Cars are mostly disposable. Fighting that trend with expensive gas only enriches big oil. Sorry.
posted by damn dirty ape at 6:36 PM on July 12, 2007


From Click and Clack......The Car Guys

Does your owner's manual say "Premium Unleaded Only"? No? Then don't ever use premium fuel. There. We just saved you 40 cents a gallon... It pollutes more, it costs more, and doesn't give you any benefit in performance or fuel system cleanliness.
posted by saffry at 6:51 PM on July 12, 2007


Sometimes premium fuel does give you a boost in performance, sometimes it doesn't. With modern cars it all depends upon how the computer is programmed. Many have knock sensors which will advance the timing with premium fuel to a point where you get enhanced fuel economy and power. It is a minor benefit which for most will not be worth the money, but it is there in some cars. The Honda Accord V6 manual transmission is one such car. Supposedly, about a 10 hp boost (regular hp=240 or so) is available with premium fuel, according to one of the car's design engineers. That is as much as installing a high performance air intake and filter, not too shabby, and it won't cause you to stall going through a deep puddle.
posted by caddis at 7:28 PM on July 12, 2007


It's also useful if you have a bastard hybrid motor with more compression than it has any right to. Too much compression with regular gas will cause detonation just like over advanced timing. Unless you've done something nutty to your car or it requires/supports it, it's probably a waste of money and will make starting harder.
posted by IronLizard at 8:01 PM on July 12, 2007


id be interested to see if uptake of premium petrol in the UK since the tescos/morrisons problems a few months back. essentially a supplier of petrol had a problem with their petrol being contaminated), which resulted in a lot of engine problems. tescos and morrisons are both supermarkets, who have their own petrol stations - offering minor savings from the major "brands" of petrol station.

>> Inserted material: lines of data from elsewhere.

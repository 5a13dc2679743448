use crate::config::suite_config::AuthConfig;
use crate::core::client::{ApiRequest, ApiResponse, ClientContext};
use crate::core::endpoint::ServiceKind;
use crate::domain::model::{Address, OAuthToken};
use crate::utils::error::Result;
use serde_json::Value;

const REGISTER_PATH: &str = "/usr/register";
const TOKEN_PATH: &str = "/oauth/token";
const PROFILE_PATH: &str = "/usr/profile";
const ADDRESSES_PATH: &str = "/usr/addresses";
const ACCOUNT_PATH: &str = "/usr";

#[derive(Debug, Clone)]
pub struct Registration {
    pub email: String,
    pub password: String,
    pub first_name: String,
    pub last_name: String,
}

/// 註冊帳號，回傳新使用者 id
pub async fn register(ctx: &ClientContext, registration: &Registration) -> Result<String> {
    let response = ctx
        .on(ServiceKind::Account)
        .send(ApiRequest::post(REGISTER_PATH).form([
            ("email", registration.email.as_str()),
            ("password", registration.password.as_str()),
            ("first_name", registration.first_name.as_str()),
            ("last_name", registration.last_name.as_str()),
        ]))
        .await?
        .expect_success()?;

    let id = response.str_field("id")?;
    tracing::debug!("👤 Registered {} as {}", registration.email, id);
    Ok(id)
}

/// 以帳號密碼換取 OAuth token（password grant）
pub async fn request_token(
    ctx: &ClientContext,
    auth: &AuthConfig,
    email: &str,
    password: &str,
) -> Result<OAuthToken> {
    ctx.on(ServiceKind::Account)
        .send(ApiRequest::post(TOKEN_PATH).form([
            ("grant_type", "password"),
            ("username", email),
            ("password", password),
            ("client_id", auth.client_id.as_str()),
            ("client_secret", auth.client_secret.as_str()),
        ]))
        .await?
        .expect_success()?
        .parse()
}

pub async fn refresh_token(
    ctx: &ClientContext,
    auth: &AuthConfig,
    refresh_token: &str,
) -> Result<OAuthToken> {
    ctx.on(ServiceKind::Account)
        .send(ApiRequest::post(TOKEN_PATH).form([
            ("grant_type", "refresh_token"),
            ("refresh_token", refresh_token),
            ("client_id", auth.client_id.as_str()),
            ("client_secret", auth.client_secret.as_str()),
        ]))
        .await?
        .expect_success()?
        .parse()
}

pub async fn profile(ctx: &ClientContext, token: &str) -> Result<Value> {
    let response = ctx
        .on(ServiceKind::Account)
        .send(ApiRequest::get(PROFILE_PATH).bearer(token))
        .await?
        .expect_success()?;
    Ok(response.json()?.clone())
}

pub async fn update_profile(ctx: &ClientContext, token: &str, changes: Value) -> Result<Value> {
    let response = ctx
        .on(ServiceKind::Account)
        .send(ApiRequest::put(PROFILE_PATH).bearer(token).json(changes))
        .await?
        .expect_success()?;
    Ok(response.json()?.clone())
}

pub async fn addresses(ctx: &ClientContext, token: &str) -> Result<Vec<Address>> {
    let response = ctx
        .on(ServiceKind::Account)
        .send(ApiRequest::get(ADDRESSES_PATH).bearer(token))
        .await?
        .expect_success()?;
    Ok(serde_json::from_value(response.field("addresses")?.clone())?)
}

pub async fn add_address(ctx: &ClientContext, token: &str, address: &Address) -> Result<Address> {
    ctx.on(ServiceKind::Account)
        .send(
            ApiRequest::post(ADDRESSES_PATH)
                .bearer(token)
                .json(serde_json::to_value(address)?),
        )
        .await?
        .expect_success()?
        .parse()
}

/// 刪除類 helper 回傳原始回應，讓 teardown 自行判斷 404
pub async fn delete_address(ctx: &ClientContext, token: &str, address_id: &str) -> Result<ApiResponse> {
    ctx.on(ServiceKind::Account)
        .send(ApiRequest::delete(format!("{}/{}", ADDRESSES_PATH, address_id)).bearer(token))
        .await
}

pub async fn delete_account(ctx: &ClientContext, token: &str) -> Result<ApiResponse> {
    ctx.on(ServiceKind::Account)
        .send(ApiRequest::delete(ACCOUNT_PATH).bearer(token))
        .await
}
//! Journal entry lifecycle: create draft, post, void
//!
//! Posting and voiding run inside a single database transaction with the
//! entry row locked, so balance updates are all-or-nothing and concurrent
//! attempts on the same entry serialize.

use chrono::{NaiveDate, Utc};
use sqlx::PgPool;
use uuid::Uuid;

use crate::contracts::journal_entry_request::JournalEntryRequest;
use crate::repos::account_repo::{self, AccountError};
use crate::repos::contact_repo;
use crate::repos::journal_repo::{
    self, EntryStatus, JournalEntry, JournalEntryInsert, JournalLine, JournalLineInsert,
    JournalRepoError,
};
use crate::services::balance_deltas::{self, DeltaError, JournalLineInput};
use crate::services::report_cache_service;
use crate::tenant::TenantId;
use crate::validation::{to_minor_units, validate_journal_entry_request, ValidationError};

/// Errors that can occur during journal entry processing
#[derive(Debug, thiserror::Error)]
pub enum JournalError {
    #[error("Validation failed: {0}")]
    Validation(#[from] ValidationError),

    #[error("Invalid account: {0}")]
    InvalidAccount(#[from] AccountError),

    #[error("Contact not found: {0}")]
    ContactNotFound(Uuid),

    #[error("Journal entry not found: {0}")]
    NotFound(Uuid),

    #[error("Invalid transition: cannot {action} an entry in {from:?} status")]
    InvalidTransition {
        from: EntryStatus,
        action: &'static str,
    },

    #[error("Entry is unbalanced: debits={debit_minor}, credits={credit_minor}")]
    Unbalanced { debit_minor: i64, credit_minor: i64 },

    #[error("Invalid posting date: {0}")]
    InvalidDate(String),

    #[error("Delta computation failed: {0}")]
    Delta(#[from] DeltaError),

    #[error(transparent)]
    Repo(#[from] JournalRepoError),

    #[error("Database error: {0}")]
    Database(#[from] sqlx::Error),
}

/// Result type for journal operations
pub type JournalResult<T> = Result<T, JournalError>;

/// Generate an entry number: JE-YYYYMMDD-XXXXXX
///
/// The suffix is six hex characters from a fresh v4 uuid, uppercased.
/// Uniqueness per tenant is enforced by the database constraint.
pub fn generate_entry_number(date: NaiveDate) -> String {
    let id = Uuid::new_v4().simple().to_string();
    format!(
        "JE-{}-{}",
        date.format("%Y%m%d"),
        id[..6].to_uppercase()
    )
}

/// Create a journal entry in draft status
///
/// Validates the payload, checks every referenced account exists and is
/// active for the tenant, then inserts header and lines in one transaction.
/// Draft entries touch no balances.
pub async fn create_entry(
    pool: &PgPool,
    tenant: &TenantId,
    payload: &JournalEntryRequest,
) -> JournalResult<JournalEntry> {
    validate_journal_entry_request(payload)?;

    let date = NaiveDate::parse_from_str(&payload.date, "%Y-%m-%d")
        .map_err(|e| JournalError::InvalidDate(format!("{}: {}", payload.date, e)))?;

    if let Some(contact_id) = payload.contact_id {
        if contact_repo::find_by_id(pool, tenant, contact_id)
            .await
            .map_err(|e| match e {
                contact_repo::ContactError::Database(e) => JournalError::Database(e),
                contact_repo::ContactError::NotFound { id, .. } => {
                    JournalError::ContactNotFound(id)
                }
            })?
            .is_none()
        {
            return Err(JournalError::ContactNotFound(contact_id));
        }
    }

    let mut tx = pool.begin().await?;

    // Validate accounts inside the transaction so a concurrent deactivation
    // cannot slip between check and insert
    for line in &payload.lines {
        account_repo::find_active_by_code_tx(&mut tx, tenant, &line.account_code).await?;
    }

    let entry_id = Uuid::new_v4();
    let lines: Vec<JournalLineInsert> = payload
        .lines
        .iter()
        .enumerate()
        .map(|(idx, line)| JournalLineInsert {
            id: Uuid::new_v4(),
            line_no: (idx + 1) as i32,
            account_code: line.account_code.clone(),
            debit_minor: to_minor_units(line.debit),
            credit_minor: to_minor_units(line.credit),
            description: line.description.clone(),
        })
        .collect();

    let total_debit_minor: i64 = lines.iter().map(|l| l.debit_minor).sum();
    let total_credit_minor: i64 = lines.iter().map(|l| l.credit_minor).sum();

    let insert = JournalEntryInsert {
        id: entry_id,
        entry_number: generate_entry_number(date),
        date,
        description: payload.description.clone(),
        reference: payload.reference.clone(),
        currency: payload.currency.clone(),
        contact_id: payload.contact_id,
        total_debit_minor,
        total_credit_minor,
    };

    journal_repo::insert_entry(&mut tx, tenant, &insert).await?;
    journal_repo::bulk_insert_lines(&mut tx, entry_id, lines).await?;

    tx.commit().await?;

    tracing::info!(
        tenant_id = %tenant,
        entry_id = %entry_id,
        entry_number = %insert.entry_number,
        total_debit_minor,
        "Draft journal entry created"
    );

    let entry = journal_repo::find_entry(pool, tenant, entry_id)
        .await?
        .ok_or(JournalError::NotFound(entry_id))?;

    Ok(entry)
}

/// Post a draft entry, applying its deltas to account balances
///
/// Only draft entries can be posted. The whole operation is one transaction:
/// the entry row is locked, totals are re-verified from the stored lines,
/// every affected balance is adjusted, and the status flips to posted.
pub async fn post_entry(pool: &PgPool, tenant: &TenantId, id: Uuid) -> JournalResult<()> {
    let mut tx = pool.begin().await?;

    let entry = journal_repo::find_entry_for_update(&mut tx, tenant, id)
        .await?
        .ok_or(JournalError::NotFound(id))?;

    if entry.status != EntryStatus::Draft {
        return Err(JournalError::InvalidTransition {
            from: entry.status,
            action: "post",
        });
    }

    let lines = journal_repo::fetch_lines_tx(&mut tx, id).await?;
    let total_debit: i64 = lines.iter().map(|l| l.debit_minor).sum();
    let total_credit: i64 = lines.iter().map(|l| l.credit_minor).sum();
    if total_debit != total_credit {
        return Err(JournalError::Unbalanced {
            debit_minor: total_debit,
            credit_minor: total_credit,
        });
    }

    let deltas = balance_deltas::compute_deltas(&to_delta_inputs(&lines))?;

    for delta in &deltas {
        let account =
            account_repo::find_active_by_code_tx(&mut tx, tenant, &delta.account_code).await?;
        account_repo::tx_adjust_balance(
            &mut tx,
            tenant,
            &delta.account_code,
            delta.signed_delta(account.normal_balance),
        )
        .await?;
    }

    journal_repo::set_posted(&mut tx, tenant, id, Utc::now()).await?;

    tx.commit().await?;

    tracing::info!(
        tenant_id = %tenant,
        entry_id = %id,
        entry_number = %entry.entry_number,
        accounts_touched = deltas.len(),
        "Journal entry posted"
    );

    invalidate_report_caches(pool, tenant, entry.date).await;

    Ok(())
}

/// Void a posted entry, reversing its balance effect exactly
///
/// Only posted entries can be voided. The entry remains queryable with its
/// lines; it just stops contributing to balances and reports.
pub async fn void_entry(
    pool: &PgPool,
    tenant: &TenantId,
    id: Uuid,
    reason: &str,
) -> JournalResult<()> {
    let mut tx = pool.begin().await?;

    let entry = journal_repo::find_entry_for_update(&mut tx, tenant, id)
        .await?
        .ok_or(JournalError::NotFound(id))?;

    if entry.status != EntryStatus::Posted {
        return Err(JournalError::InvalidTransition {
            from: entry.status,
            action: "void",
        });
    }

    let lines = journal_repo::fetch_lines_tx(&mut tx, id).await?;
    let deltas = balance_deltas::compute_deltas(&to_delta_inputs(&lines))?;

    for delta in &deltas {
        // Voiding an inactive account's line is allowed: the balance must be
        // reversed regardless of current account state
        let account = account_repo::find_by_code_tx(&mut tx, tenant, &delta.account_code)
            .await?
            .ok_or_else(|| {
                JournalError::InvalidAccount(AccountError::NotFound {
                    tenant_id: tenant.as_str().to_string(),
                    code: delta.account_code.clone(),
                })
            })?;
        account_repo::tx_adjust_balance(
            &mut tx,
            tenant,
            &delta.account_code,
            delta.negated().signed_delta(account.normal_balance),
        )
        .await?;
    }

    journal_repo::set_voided(&mut tx, tenant, id, reason).await?;

    tx.commit().await?;

    tracing::info!(
        tenant_id = %tenant,
        entry_id = %id,
        entry_number = %entry.entry_number,
        reason = %reason,
        "Journal entry voided"
    );

    invalidate_report_caches(pool, tenant, entry.date).await;

    Ok(())
}

/// Fetch an entry with its lines (audit view; any status)
pub async fn get_entry_with_lines(
    pool: &PgPool,
    tenant: &TenantId,
    id: Uuid,
) -> JournalResult<(JournalEntry, Vec<JournalLine>)> {
    let entry = journal_repo::find_entry(pool, tenant, id)
        .await?
        .ok_or(JournalError::NotFound(id))?;
    let lines = journal_repo::fetch_lines(pool, id).await?;

    Ok((entry, lines))
}

fn to_delta_inputs(lines: &[JournalLine]) -> Vec<JournalLineInput> {
    lines
        .iter()
        .map(|l| JournalLineInput {
            account_code: l.account_code.clone(),
            debit_minor: l.debit_minor,
            credit_minor: l.credit_minor,
        })
        .collect()
}

/// Invalidate cached reports whose period covers the entry date
///
/// Runs after the posting/voiding transaction has committed. A failure here
/// is logged rather than returned: the ledger change is already durable, and
/// stale caches self-heal on the next hash check.
async fn invalidate_report_caches(pool: &PgPool, tenant: &TenantId, date: NaiveDate) {
    match report_cache_service::invalidate_by_date_range(pool, tenant, date, date).await {
        Ok(count) if count > 0 => {
            tracing::info!(tenant_id = %tenant, %date, invalidated = count, "Report caches invalidated");
        }
        Ok(_) => {}
        Err(e) => {
            tracing::error!(tenant_id = %tenant, %date, error = %e, "Report cache invalidation failed");
        }
    }
}

#[cfg(test)]
mod tests {
    use super::*;

    #[test]
    fn test_entry_number_format() {
        let date = NaiveDate::parse_from_str("2024-02-11", "%Y-%m-%d").unwrap();
        let number = generate_entry_number(date);

        assert!(number.starts_with("JE-20240211-"));
        let suffix = &number["JE-20240211-".len()..];
        assert_eq!(suffix.len(), 6);
        assert!(suffix
            .chars()
            .all(|c| c.is_ascii_digit() || c.is_ascii_uppercase()));
    }

    #[test]
    fn test_entry_numbers_are_distinct() {
        let date = NaiveDate::parse_from_str("2024-02-11", "%Y-%m-%d").unwrap();
        let a = generate_entry_number(date);
        let b = generate_entry_number(date);
        assert_ne!(a, b);
    }
}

it would appear that its very lucky that it was a cheapo outlet that had the problems, as the damage to those petrol stations that stock "premium" brand fuels would have been catastrophic if it had been the other way around (with their premium fuels having been contaminated).

ive always gone on the assumption that its petrol, with the premiums you are just paying extra for the bright shiny label on the side of the nozzle. after the tesco fuel problem we decided to fill up with a tankful of premium fuel, and it didnt make any noticeable difference.
posted by dnc at 2:36 AM on July 13, 2007


A friend of mine is a service mgr. at a Ford Dealer and Ford recommends using chevron or using the Techron additive (different than the fuel injector)
For example, they get at the dealer vehicles with erratic fuel gauge readings and the cause is some kind of reaction in the fuel in the tank specially when cars are not driven much, using the additive takes care of the problem.....
I use a bottle every other oil change, then the fuel injector cleaner the other times.
posted by FLHunter3006 at 9:16 AM on July 13, 2007


erratic fuel gauge readings

Dirty potentiometer. They're not sealed and open to everything in the tank.